It is the middle of the night here. I am not sleeping well, have not for months and months and, then, a few more months. I used to take a generic antihistamine to force my body to at least drowse. It no longer works well. Even one tablet a half hour before a decent bedtime and I feel drugged in the morning.
The stresses of the past few dozen weeks is showing on my face. I have had one form of acne or another for the better part of fifty-five years. The worst is the cystic acne I get now. It seems to come from nowhere, causing lumps and bumps of considerable size, mostly on the lower half of my face and on my neck. It is embarrassing to have, although it causes little pain. Just have to wait it out. The damn cysts show up at the end of stressy stuff, stay for as long as it takes them to heal or shrink or whatever they do and wherever they go. I have only two left, just under my jaw, where some glands are.
I am feeling kind of packed with life stuff. I have come so far in my recovery and am doing so well in this new life, that when the bottom drops out of my good feelings and happiness, it is more disturbing and disorienting that it was when my life was not so great.
And, the thing is that now that I am pretty freaking well, I am expected to never have negative, sadder emotions. There are some important people in my life who believe that since the worst is over, that I should be acting and feeling as though it were high noon, sun shining, birds singing, flowers blasting into being where the unicorns frolic.
Unfortunately, my life is not working that way. It is now what passes for a normal person experiences as what passes for a normal life, with all of the ups and sideways and plummets. And, for a while there I thought that was what my life was supposed to be like, because everyone kept telling me that is what it should be.
I knew better. Better than anyone. I know the difference now between a frozen life and one that gets to be what it wants and needs to be. I know what it means to pretend that everything is fine, that nothing horrific happens when no one else is around. I know what it is like to have to go out in the world and, just to be safer, act as though none of that crap ever happened.

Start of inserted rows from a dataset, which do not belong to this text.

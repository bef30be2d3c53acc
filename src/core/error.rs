use thiserror::Error;

#[derive(Debug, Error, Clone, PartialEq)]
pub enum ModelError {
    /// An assumption is malformed or contradicts another one.
    #[error("invalid assumption `{field}`: {reason}")]
    InvalidAssumptions { field: &'static str, reason: String },

    /// Doubling the upper bound never produced a balance that lasts the term.
    #[error(
        "no search bracket found below {ceiling:.0}; the plan is unsustainable at any finite starting balance"
    )]
    NoBracketFound { ceiling: f64 },

    #[error("invalid solver config: {0}")]
    InvalidSolverConfig(String),

    #[error("failed to render report: {0}")]
    Render(String),
}

impl ModelError {
    pub(crate) fn invalid(field: &'static str, reason: impl Into<String>) -> Self {
        Self::InvalidAssumptions {
            field,
            reason: reason.into(),
        }
    }
}

pub type Result<T, E = ModelError> = std::result::Result<T, E>;
//! Monthly rate conversions and annuity factors.
//!
//! All conversions are compound (`(1 + r)^(1/12) - 1`) and the real rate is
//! the exact Fisher relation, so simulated and closed-form paths agree.

use super::types::{Assumptions, WithdrawalTiming};

/// Below this magnitude a monthly rate is treated as zero.
const ZERO_RATE_EPS: f64 = 1e-12;

pub fn monthly_rate(annual_rate: f64) -> f64 {
    (annual_rate.ln_1p() / 12.0).exp_m1()
}

/// Rate `r` such that `(1 + growth) = (1 + r)(1 + inflation)`.
pub fn real_rate(growth: f64, inflation: f64) -> f64 {
    (1.0 + growth) / (1.0 + inflation) - 1.0
}

/// Present value of `months` payments of 1, first one after a month.
pub fn annuity_factor(rate: f64, months: u32) -> f64 {
    let n = months as f64;
    if rate.abs() < ZERO_RATE_EPS {
        return n;
    }
    -(-n * rate.ln_1p()).exp_m1() / rate
}

/// `(1 + rate)^(-periods)`.
pub fn discount(rate: f64, periods: f64) -> f64 {
    (-periods * rate.ln_1p()).exp()
}

#[derive(Debug, Clone, Copy, PartialEq)]
pub struct MonthlyRates {
    /// Nominal monthly growth after the tax haircut.
    pub growth: f64,
    pub inflation: f64,
    pub real: f64,
}

impl MonthlyRates {
    pub fn from_assumptions(assumptions: &Assumptions) -> Self {
        let annual_return = assumptions.annual_return * (1.0 - assumptions.return_tax_rate);
        let growth = monthly_rate(annual_return);
        let inflation = monthly_rate(assumptions.annual_inflation);
        Self {
            growth,
            inflation,
            real: real_rate(growth, inflation),
        }
    }

    /// Rate that discounts expenses and extras in today's money.
    pub fn expense_rate(&self, assumptions: &Assumptions) -> f64 {
        if assumptions.index_expenses {
            self.real
        } else {
            self.growth
        }
    }

    pub fn income_rate(&self, assumptions: &Assumptions) -> f64 {
        if assumptions.index_income {
            self.real
        } else {
            self.growth
        }
    }
}

/// Months between the valuation date and a payment in month `month` (1-based).
pub fn payment_time(timing: WithdrawalTiming, month: u32) -> u32 {
    match timing {
        WithdrawalTiming::Start => month - 1,
        WithdrawalTiming::End => month,
    }
}
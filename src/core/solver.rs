use tracing::{debug, info};

use super::closed_form::estimate_required_balance;
use super::engine::{SimulationOptions, run_simulation, validate_run};
use super::error::{ModelError, Result};
use super::types::{Assumptions, DEFAULT_MONTH_CAP, MAX_MONTH_CAP, SolveIteration, SolverResult};

#[derive(Debug, Clone, Copy)]
pub struct SolverConfig {
    pub tolerance: f64,
    pub max_iterations: u32,
    /// Largest upper bound tried before the plan is declared unsustainable.
    pub bracket_ceiling: f64,
    /// First upper bound is this multiple of the closed-form estimate.
    pub initial_bracket_multiple: f64,
    pub month_cap: u32,
}

impl Default for SolverConfig {
    fn default() -> Self {
        Self {
            tolerance: 1.0,
            max_iterations: 60,
            bracket_ceiling: 1e12,
            initial_bracket_multiple: 2.0,
            month_cap: DEFAULT_MONTH_CAP,
        }
    }
}

/// Smallest starting balance that does not run out before the target term,
/// found by bisection over the month-by-month simulation.
///
/// The returned balance is the upper end of the final bracket, so it always
/// lasts the term; `achieved_tolerance` is the remaining bracket width.
pub fn solve_required_balance(
    assumptions: &Assumptions,
    config: SolverConfig,
) -> Result<SolverResult> {
    validate_config(config)?;
    let options = SimulationOptions {
        month_cap: config.month_cap,
        ..SimulationOptions::default()
    };
    validate_run(0.0, assumptions, options)?;

    let runs_out = |balance: f64| run_simulation(balance, assumptions, options).ran_out();
    let closed_form_seed = estimate_required_balance(assumptions)?.required_balance;

    if !runs_out(0.0) {
        info!("zero starting balance already lasts the term");
        return Ok(SolverResult {
            required_balance: 0.0,
            iterations: 0,
            achieved_tolerance: 0.0,
            converged: true,
            bracket_expansions: 0,
            closed_form_seed,
            trace: Vec::new(),
        });
    }

    let mut lo = 0.0;
    let mut hi = (closed_form_seed * config.initial_bracket_multiple)
        .max(1.0)
        .min(config.bracket_ceiling);
    let mut bracket_expansions = 0;
    while runs_out(hi) {
        if hi >= config.bracket_ceiling {
            return Err(ModelError::NoBracketFound {
                ceiling: config.bracket_ceiling,
            });
        }
        lo = hi;
        hi = (hi * 2.0).min(config.bracket_ceiling);
        bracket_expansions += 1;
        debug!(upper_bound = hi, "expanding search bracket");
    }

    let mut trace = Vec::with_capacity(config.max_iterations as usize);
    let mut converged = hi - lo <= config.tolerance;
    let mut it = 0;
    while !converged && it < config.max_iterations {
        it += 1;
        let mid = (lo + hi) * 0.5;
        let ran_out = runs_out(mid);
        trace.push(SolveIteration {
            iteration: it,
            lower_bound: lo,
            upper_bound: hi,
            candidate: mid,
            ran_out,
        });
        debug!(iteration = it, lo, hi, mid, ran_out, "bisection step");

        if ran_out {
            lo = mid;
        } else {
            hi = mid;
        }
        converged = hi - lo <= config.tolerance;
    }

    info!(
        required_balance = hi,
        iterations = it,
        converged,
        closed_form_seed,
        "solved required balance"
    );

    Ok(SolverResult {
        required_balance: hi,
        iterations: it,
        achieved_tolerance: hi - lo,
        converged,
        bracket_expansions,
        closed_form_seed,
        trace,
    })
}

fn validate_config(config: SolverConfig) -> Result<()> {
    if !config.tolerance.is_finite() || config.tolerance <= 0.0 {
        return Err(ModelError::InvalidSolverConfig(
            "tolerance must be > 0".to_string(),
        ));
    }
    if config.max_iterations == 0 {
        return Err(ModelError::InvalidSolverConfig(
            "max_iterations must be > 0".to_string(),
        ));
    }
    if !config.bracket_ceiling.is_finite() || config.bracket_ceiling < 1.0 {
        return Err(ModelError::InvalidSolverConfig(
            "bracket_ceiling must be finite and >= 1".to_string(),
        ));
    }
    if !config.initial_bracket_multiple.is_finite() || config.initial_bracket_multiple < 1.0 {
        return Err(ModelError::InvalidSolverConfig(
            "initial_bracket_multiple must be >= 1".to_string(),
        ));
    }
    if config.month_cap == 0 || config.month_cap > MAX_MONTH_CAP {
        return Err(ModelError::InvalidSolverConfig(format!(
            "month_cap must be within 1..={MAX_MONTH_CAP}"
        )));
    }
    Ok(())
}
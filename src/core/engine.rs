use tracing::{debug, warn};

use super::error::{ModelError, Result};
use super::rates::{MonthlyRates, payment_time};
use super::types::{
    Assumptions, Caveat, DEFAULT_MONTH_CAP, MonthSnapshot, SimulationResult, SimulationStatus,
    WithdrawalTiming,
};

/// A balance above `-DEPLETION_SLACK` still counts as funded; absorbs float
/// noise when a plan is sized to end at exactly zero.
pub const DEPLETION_SLACK: f64 = 0.01;

#[derive(Copy, Clone, Debug, Eq, PartialEq)]
pub enum Horizon {
    /// Run for the target duration only.
    TargetTerm,
    /// Run until the money runs out, the run provably never depletes, or the
    /// month cap is hit.
    Longevity,
}

#[derive(Copy, Clone, Debug)]
pub struct SimulationOptions {
    pub horizon: Horizon,
    pub month_cap: u32,
    /// Consecutive months of strict growth required before the longevity run
    /// may stop early.
    pub growth_window: u32,
    pub record_snapshots: bool,
}

impl Default for SimulationOptions {
    fn default() -> Self {
        Self {
            horizon: Horizon::TargetTerm,
            month_cap: DEFAULT_MONTH_CAP,
            growth_window: 12,
            record_snapshots: false,
        }
    }
}

impl SimulationOptions {
    pub fn longevity() -> Self {
        Self {
            horizon: Horizon::Longevity,
            ..Self::default()
        }
    }

    pub fn with_snapshots(self) -> Self {
        Self {
            record_snapshots: true,
            ..self
        }
    }
}

#[derive(Debug, Clone, Copy)]
struct MonthFlows {
    expenses: f64,
    income: f64,
    extra: f64,
}

impl MonthFlows {
    fn for_month(assumptions: &Assumptions, rates: &MonthlyRates, month: u32) -> Self {
        let t = payment_time(assumptions.withdrawal_timing, month) as i32;
        let price_index = (1.0 + rates.inflation).powi(t);
        let expense_index = if assumptions.index_expenses {
            price_index
        } else {
            1.0
        };
        let income_index = if assumptions.index_income {
            price_index
        } else {
            1.0
        };

        let extra = if month % 12 == 1 {
            assumptions.extra_for_year((month - 1) / 12) * expense_index
        } else {
            0.0
        };

        Self {
            expenses: assumptions.monthly_expenses * expense_index,
            income: assumptions.monthly_income * income_index,
            extra,
        }
    }

    fn net_outflow(self) -> f64 {
        self.expenses + self.extra - self.income
    }
}

/// Runs one deterministic month-by-month simulation.
pub fn simulate(
    initial_balance: f64,
    assumptions: &Assumptions,
    options: SimulationOptions,
) -> Result<SimulationResult> {
    validate_run(initial_balance, assumptions, options)?;
    Ok(run_simulation(initial_balance, assumptions, options))
}

/// How long `initial_balance` lasts, ignoring the target duration.
pub fn simulate_longevity(
    initial_balance: f64,
    assumptions: &Assumptions,
) -> Result<SimulationResult> {
    simulate(initial_balance, assumptions, SimulationOptions::longevity())
}

pub(crate) fn validate_run(
    initial_balance: f64,
    assumptions: &Assumptions,
    options: SimulationOptions,
) -> Result<()> {
    assumptions.validate(options.month_cap)?;
    if !initial_balance.is_finite() || initial_balance < 0.0 {
        return Err(ModelError::invalid(
            "initial_balance",
            "must be a finite amount >= 0",
        ));
    }
    if options.growth_window == 0 {
        return Err(ModelError::invalid("growth_window", "must be > 0"));
    }
    Ok(())
}

/// Assumes `validate_run` already passed.
pub(crate) fn run_simulation(
    initial_balance: f64,
    assumptions: &Assumptions,
    options: SimulationOptions,
) -> SimulationResult {
    let rates = MonthlyRates::from_assumptions(assumptions);
    let last_month = match options.horizon {
        Horizon::TargetTerm => assumptions.target_months(),
        Horizon::Longevity => options.month_cap,
    };
    let last_extra_month = assumptions
        .last_listed_extra_year()
        .map(|year| year.saturating_mul(12).saturating_add(1));

    let mut snapshots = if options.record_snapshots {
        Vec::with_capacity(last_month as usize)
    } else {
        Vec::new()
    };
    let mut balance = initial_balance;
    let mut rising_streak = 0u32;

    for month in 1..=last_month {
        let flows = MonthFlows::for_month(assumptions, &rates, month);
        let previous = balance;

        let investment_return = match assumptions.withdrawal_timing {
            WithdrawalTiming::Start => {
                let invested = balance - flows.net_outflow();
                balance = invested * (1.0 + rates.growth);
                balance - invested
            }
            WithdrawalTiming::End => {
                let growth = balance * rates.growth;
                balance = balance + growth - flows.net_outflow();
                growth
            }
        };

        if options.record_snapshots {
            snapshots.push(MonthSnapshot {
                month_index: month,
                age: assumptions
                    .start_age
                    .map(|age| age + (month - 1) as f64 / 12.0),
                balance,
                monthly_withdrawal: flows.expenses,
                extra_withdrawal: flows.extra,
                income: flows.income,
                investment_return,
            });
        }

        if balance < -DEPLETION_SLACK {
            debug!(month, balance, "funds ran out");
            return SimulationResult {
                months_lasted: month - 1,
                months_simulated: month,
                ending_balance: balance,
                status: SimulationStatus::RanOut,
                caveat: None,
                snapshots,
            };
        }

        if balance > previous {
            rising_streak += 1;
        } else {
            rising_streak = 0;
        }

        if options.horizon == Horizon::Longevity
            && rising_streak >= options.growth_window
            && last_extra_month.is_none_or(|last| last <= month)
            && perpetuity_floor(assumptions, &rates, month).is_some_and(|floor| balance >= floor)
        {
            debug!(month, balance, "balance covers all future spending");
            return SimulationResult {
                months_lasted: options.month_cap,
                months_simulated: month,
                ending_balance: balance,
                status: SimulationStatus::LastsIndefinitely,
                caveat: None,
                snapshots,
            };
        }
    }

    match options.horizon {
        Horizon::TargetTerm => SimulationResult {
            months_lasted: last_month,
            months_simulated: last_month,
            ending_balance: balance,
            status: SimulationStatus::LastedFullTerm,
            caveat: None,
            snapshots,
        },
        Horizon::Longevity => {
            warn!(
                month_cap = options.month_cap,
                balance, "month cap reached without a depletion verdict"
            );
            SimulationResult {
                months_lasted: options.month_cap,
                months_simulated: last_month,
                ending_balance: balance,
                status: SimulationStatus::LastsIndefinitely,
                caveat: Some(Caveat::ComputationCapReached),
                snapshots,
            }
        }
    }
}

/// Present value, at the end of `month`, of every future expense and
/// recurring extra paid forever. Income is left out so the floor is a
/// sufficient condition on its own. `None` when the sum diverges.
fn perpetuity_floor(assumptions: &Assumptions, rates: &MonthlyRates, month: u32) -> Option<f64> {
    let rate = rates.expense_rate(assumptions);
    let outflows = assumptions.monthly_expenses > 0.0 || assumptions.recurring_annual_extra > 0.0;
    if !outflows {
        return Some(0.0);
    }
    if rate <= 0.0 {
        return None;
    }

    let level = if assumptions.index_expenses {
        (1.0 + rates.inflation).powi(month as i32)
    } else {
        1.0
    };
    let due_now = match assumptions.withdrawal_timing {
        WithdrawalTiming::Start => 1.0 + rate,
        WithdrawalTiming::End => 1.0,
    };
    let expenses = assumptions.monthly_expenses * due_now / rate;

    let mut extras = 0.0;
    if assumptions.recurring_annual_extra > 0.0 {
        let mut next_january = (month / 12) * 12 + 1;
        if next_january <= month {
            next_january += 12;
        }
        let wait = payment_time(assumptions.withdrawal_timing, next_january) - month;
        let yearly = (1.0 + rate).powi(12);
        extras = assumptions.recurring_annual_extra * (1.0 + rate).powi(-(wait as i32))
            / (1.0 - 1.0 / yearly);
    }

    Some(level * (expenses + extras))
}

I was good at that. Hell, I was amazing at keeping those secrets. I was so great that I felt like the biggest liar in the Universe. Nearly my entire public and familial life was one huge process of keeping those secrets. An interesting result is that there are people, his family and friends that still believe all of the lies he told them and when I left he created many more lies to protect himself. There are people who believe that I am the most awful person. Ever.
How do I know all that? I know because, despite my efforts to keep to myself and avoid all of that mess, as soon as the divorce was final and I no longer had to stay in hiding that my dishonesty was over and I was always honest about where I was, where I lived and worked, even to having my current address used on the final decree paperwork. I have come to regret that on a few occasions, as it made it possible for people to contact me. I would not change that act of courage that made my information public. As time passes, I feel safer and am less worried when I leave this place or leave work or shop at the market or visit friends.
Everything in its time.
I really do love my life now, even with CoolCat gone. There is not anything I would wish to be able to go back in time to change. Not a single moment. Not the worst day. Nothing.
I have what passes for a normal life. I like it. I like every aspect of it, even on days like today and yesterday and the day before that when I am not feeling all that noontime sunshine, cannot hear the birds singing and the unicorns are off somewhere, eating butterflies, or daisies or violets or whatever they eat.
It is all right to be full of sadness when it is appropriate to feel that way. It is fine to be full of longing for all of the things I never was able to experience in that other life. I get to wallow in all of that once in a while, and I get to do it in my own way. It occurs to me, once in a while, that being without CoolCat has something to do with this, some added layer of sadness and missing him on top of months of study and testing and trying to do everything with less and less money. It most likely is that I do miss him so much. This is the very first time in my life that I have lived entirely alone, no other living thing shares this space. It is worth working through all of this, allowing the experience to work through me, to find out what is on the other side of this new part of my new life.
I am hoping that tomorrow...later today...will be better. I am sick and tired of feeling sick and exhausted and sad. I get to feel that as well.